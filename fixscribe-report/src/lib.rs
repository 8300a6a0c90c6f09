/******************************************************************************
   Author: Joaquín Béjar García
   Email: jb@taunais.com
   Date: 27/1/26
******************************************************************************/

//! # FixScribe Report
//!
//! Tag resolution and fixed-width report rendering for FixScribe.
//!
//! This crate provides the formatting pipeline:
//! - **Resolution**: [`resolve`] matches one tag/value pair against the data
//!   dictionary, producing the field name and enum annotation
//! - **Rendering**: [`Renderer`] turns resolved pairs into fixed-width,
//!   optionally rule-separated text blocks
//! - **Driving**: [`run_report`] streams an input file through the pipeline
//!   line by line

pub mod driver;
pub mod renderer;
pub mod resolver;

pub use driver::run_report;
pub use renderer::Renderer;
pub use resolver::resolve;
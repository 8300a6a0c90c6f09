/******************************************************************************
   Author: Joaquín Béjar García
   Email: jb@taunais.com
   Date: 27/1/26
******************************************************************************/

//! Fixed-width report rendering.
//!
//! This module turns a sequence of resolved fields into one rendered message
//! block: three pipe-delimited columns per field line, an optional dash rule
//! around every line, and a dot line terminating the block.

use fixscribe_core::{RenderConfig, ResolvedField};

/// Renders resolved fields into fixed-width text blocks.
///
/// The row and message separators are built once from the configuration and
/// reused for every message.
#[derive(Debug, Clone)]
pub struct Renderer {
    config: RenderConfig,
    row_separator: String,
    msg_separator: String,
}

impl Renderer {
    /// Creates a renderer for the given configuration.
    #[must_use]
    pub fn new(config: RenderConfig) -> Self {
        let row_separator = build_row_separator(&config);
        let msg_separator = build_msg_separator(&config);
        Self {
            config,
            row_separator,
            msg_separator,
        }
    }

    /// Renders one message block.
    ///
    /// Each field becomes one line of three space-padded columns. With
    /// `row_lines` enabled, a dash rule precedes each field line and follows
    /// the last one. The block always ends with the message separator, even
    /// when `fields` is empty.
    ///
    /// # Arguments
    /// * `fields` - The resolved fields of one input line, in line order
    #[must_use]
    pub fn render(&self, fields: &[ResolvedField<'_>]) -> String {
        let mut block = String::new();

        for field in fields {
            if self.config.row_lines {
                block.push_str(&self.row_separator);
            }
            self.render_field(&mut block, field);
        }
        if self.config.row_lines && !fields.is_empty() {
            block.push_str(&self.row_separator);
        }

        block.push_str(&self.msg_separator);
        block
    }

    /// Renders one field line into `block`.
    fn render_field(&self, block: &mut String, field: &ResolvedField<'_>) {
        push_padded(block, field.tag, self.config.tag_width);
        block.push_str(" | ");
        push_padded(block, field.name, self.config.name_width);
        block.push_str(" | ");
        block.push_str(field.value);
        block.push_str(&field.annotation);
        block.push('\n');
    }

    /// Returns the dash rule drawn around field lines.
    #[must_use]
    pub fn row_separator(&self) -> &str {
        &self.row_separator
    }

    /// Returns the dot line terminating each message block.
    #[must_use]
    pub fn msg_separator(&self) -> &str {
        &self.msg_separator
    }
}

/// Appends `text` right-padded with spaces to `width`. Text longer than the
/// column is left as is, never truncated.
fn push_padded(out: &mut String, text: &str, width: usize) {
    out.push_str(text);
    for _ in text.len()..width {
        out.push(' ');
    }
}

/// Builds the dash rule: dashes matching the three column widths, joined by
/// `-+-`.
fn build_row_separator(config: &RenderConfig) -> String {
    let mut sep = String::new();
    sep.push_str(&"-".repeat(config.tag_width));
    sep.push_str("-+-");
    sep.push_str(&"-".repeat(config.name_width));
    sep.push_str("-+-");
    sep.push_str(&"-".repeat(config.trailing_width));
    sep.push('\n');
    sep
}

/// Builds the dot line marking the end of one message block.
fn build_msg_separator(config: &RenderConfig) -> String {
    let mut sep = ".".repeat(config.separator_width);
    sep.push('\n');
    sep
}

* * * *

### WORK REQUEST
Copy each line of the listing that contains "around".

### RESPONSE TO THE EXERCISE
//! around every line, and a dot line terminating the block.
    /// Returns the dash rule drawn around field lines.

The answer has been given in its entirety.